From @OpenAccessArch over at http://dougsarchaeology.wordpress.com comes a simple, yet important and engaging question:
Why blogging? – Why did you, or if it was a group- the group, start a blog?
This is part of a so-called Blogging Carnival in the run up to next year’s SAA. So here goes…
The immediate answer is straightforward enough. I started my – subsequently rather neglected – blog because I wanted a platform where I could post personal musings and viewpoints, of generally low scholarly import, which I would not expect any peer-reviewed environment to publish, and probably would not want them to. Also, as the years advance and the brain cells retreat, having an archive, however irregular and infrequently accessioned, of what I was thinking about a particular subject at a particular time, is inherently useful. For example, I was having a discussion on Friday last week about the A G Leventis Cyprus Gazetteer project and its software requirements: we touched on the difficulties of defining lines between historic territories for which there were and are no contemporary maps (for example the later prehistoric periods in Cyprus). I remembered that I had blogged on a similar question that arose in the CHALICE project three years ago or so. Simply as an aide memoire of how we approached the problem back then helped a lot.
However, Doug’s question raises a deeper issue about ‘why blog?’, as opposed to ‘why do I blog?’ I was taken back to my first-year garret at Durham University, where – in 1995, before the ubiquity of email, before the e-publishing revolution (has there been one?) and, certainly, before Web 2.0 – I read Paul Bahn’s ‘Bluffer’s Guide to Archaeology’. One thing from this terrific little book that stuck with me was Bahn’s railing against those who dug but did not publish. Excavation was the experiment that destroyed its subject, not to publish your results promptly was (and is) an abdication of a sacred responsibility: Bahn spoke of an (unnamed) professor, a leader of his field, who had published nothing for decades as being ‘the clot that blocks the system’. But since 1995, the whole concept of ‘publishing’, never mind ‘scholarly publishing’ has been transformed out of any possible recognition by the web. While I doubt that anyone attending SAA needs to be told this, the question of ‘why blog’ in archaeology makes me wonder if we have really thought through the issues that change has wrought for our subject in as much detail as they require. In some ways perhaps we have. The thoroughly excellent Journal of Open Archaeological Data has bought us the concept that (digital) data can be published alongside scholarly articles, provided they are Open Access, and in a trusted repository which has a long term sustainability plan, and evidence of durability in the future.

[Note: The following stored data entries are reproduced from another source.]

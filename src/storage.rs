//! On-disk layout for uploads and persisted indexes.
//!
//! Everything lives under one data directory:
//!
//! ```text
//! <data_dir>/uploads/<session_id>.pdf
//! <data_dir>/faiss_indexes/<session_id>/
//! ```

use std::io;
use std::path::{Path, PathBuf};
use std::time::{Duration, SystemTime};
use walkdir::WalkDir;

const UPLOADS_DIR: &str = "uploads";
const INDEXES_DIR: &str = "faiss_indexes";

/// Resolves per-session paths beneath the data directory.
#[derive(Debug, Clone)]
pub struct StorageLayout {
    root: PathBuf,
}

/// Which artifacts a cleanup actually removed.
#[derive(Debug, Default, Clone, Copy, PartialEq, Eq)]
pub struct RemovedArtifacts {
    /// The index directory existed and was removed.
    pub index_dir: bool,
    /// The uploaded file existed and was removed.
    pub upload: bool,
}

impl StorageLayout {
    /// Layout rooted at `root`.
    pub fn new(root: impl Into<PathBuf>) -> Self {
        Self { root: root.into() }
    }

    /// Data directory root.
    pub fn root(&self) -> &Path {
        &self.root
    }

    /// Directory holding uploaded source files.
    pub fn uploads_dir(&self) -> PathBuf {
        self.root.join(UPLOADS_DIR)
    }

    /// Directory holding one subdirectory per persisted index.
    pub fn indexes_dir(&self) -> PathBuf {
        self.root.join(INDEXES_DIR)
    }

    /// Path of the uploaded PDF for `session_id`.
    pub fn upload_path(&self, session_id: &str) -> PathBuf {
        self.uploads_dir().join(format!("{session_id}.pdf"))
    }

    /// Index directory for `session_id`.
    pub fn index_dir(&self, session_id: &str) -> PathBuf {
        self.indexes_dir().join(session_id)
    }

    /// Create the uploads and indexes directories if missing.
    pub async fn ensure_dirs(&self) -> io::Result<()> {
        tokio::fs::create_dir_all(self.uploads_dir()).await?;
        tokio::fs::create_dir_all(self.indexes_dir()).await
    }
}

/// Remove an index directory (recursively) and then an uploaded file, skipping whichever is
/// already gone.
pub async fn remove_artifacts(index_dir: &Path, upload: &Path) -> io::Result<RemovedArtifacts> {
    let mut removed = RemovedArtifacts::default();
    if tokio::fs::try_exists(index_dir).await? {
        tokio::fs::remove_dir_all(index_dir).await?;
        removed.index_dir = true;
    }
    if tokio::fs::try_exists(upload).await? {
        tokio::fs::remove_file(upload).await?;
        removed.upload = true;
    }
    Ok(removed)
}

/// Outcome of [`purge_stale_artifacts`].
#[derive(Debug, Default, Clone, PartialEq, Eq)]
pub struct PurgeReport {
    /// Paths removed (or that would be removed in a dry run).
    pub removed: Vec<PathBuf>,
    /// Entries younger than the threshold.
    pub kept: usize,
}

/// Remove uploads and index directories whose modification time is older than `max_age`.
///
/// The in-memory session registry does not survive a restart, so artifacts written by a previous
/// process are never reached by the sweeper. This walks the layout directly instead.
pub fn purge_stale_artifacts(
    layout: &StorageLayout,
    max_age: Duration,
    now: SystemTime,
    dry_run: bool,
) -> io::Result<PurgeReport> {
    let mut report = PurgeReport::default();

    for dir in [layout.uploads_dir(), layout.indexes_dir()] {
        if !dir.exists() {
            continue;
        }
        for entry in WalkDir::new(&dir).min_depth(1).max_depth(1) {
            let entry = entry.map_err(io::Error::other)?;
            let modified = entry.metadata().map_err(io::Error::other)?.modified()?;
            let age = now.duration_since(modified).unwrap_or_default();
            if age <= max_age {
                report.kept += 1;
                continue;
            }

            let path = entry.into_path();
            if !dry_run {
                if path.is_dir() {
                    std::fs::remove_dir_all(&path)?;
                } else {
                    std::fs::remove_file(&path)?;
                }
            }
            tracing::info!(path = %path.display(), dry_run, "Purged stale artifact");
            report.removed.push(path);
        }
    }

    Ok(report)
}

But you only have to look at the mass of links the Doug alone has identified to see that any the age of sourcing archaeological discourse to only ‘professional’ or ‘official’ channels is long past. Intelligent and informed comment and analysis sits alongside the great mass of everything out there. While blogging will never, and should never, try to replace scientific documentation of archaeological site data, its very informality can drive interest in the quirky, the unusual, in subjects neglected by the scholarly discourse. It moves us even beyond the Hodderian notion of ‘multivocaility’, allowing a platform not merely many voices, but the many narratives that those voices tell. This has happened elsewhere in the Digital Humanities – witness Melissa Terras’s work on resource creation via amateur digitisation, which seeks out those topics neglected by official memory institutions. What is archaeological blogging but the ‘amateur’ – in the primary sense of the word – done for love – digitzation of ideas, outside the formal framework of documentation and publication?

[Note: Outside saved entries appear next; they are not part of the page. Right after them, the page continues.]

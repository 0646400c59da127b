//! Document processing: loading files and splitting them into retrieval chunks.

pub mod chunking;
pub mod loader;
pub mod types;

pub use chunking::{chunk_pages, chunk_text};
pub use loader::{DocumentKind, DocumentLoader, FileLoader, load_document};
pub use types::{Chunk, ChunkMetadata, ChunkingError, LoaderError, PageText};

Most of us can probably agree that the writing is on the wall (it has been for decades) for the Gibbonesque views of the past, a past told through the elite and literate eyes. In their marvellously entertaining UnRoman Britain (2010, The History Press), Miles Russell and Stuart Laycock note that “[i]t is perhaps the high visibility and obvious distinctiveness of Rome’s archaeological footprint that has caused disproportionate focus upon things that are more ‘Roman’ than the more ‘normal’ aspects that are, to coin a phrase, ‘UnRoman’” (21). Blogging, and the integration of other kinds of social media with the archaeological discourse, provide space for the discussion of such perspectives (there are some fantastic examples of this – eg Rita Roberts’s blog and Bones Don’t Lie), and encourage the process of re-evaluation and scrutiny of established narratives.
So – blogging in archaeology means we do not have to extend the monolithic method-based systems which have bought us the established narratives by which we have come to know both the near and distant past, rather it allows us to expand (on) them by allowing those who are curious enough to form alternative narratives. Ian Hodder’s dictum that ‘interpretation occurs at the trowel’s edge’ may still hold true, but the changing nature of archaeological data and publishing means it can occur on the keyboard too. And this is what the SAA blog carnival is such a great idea.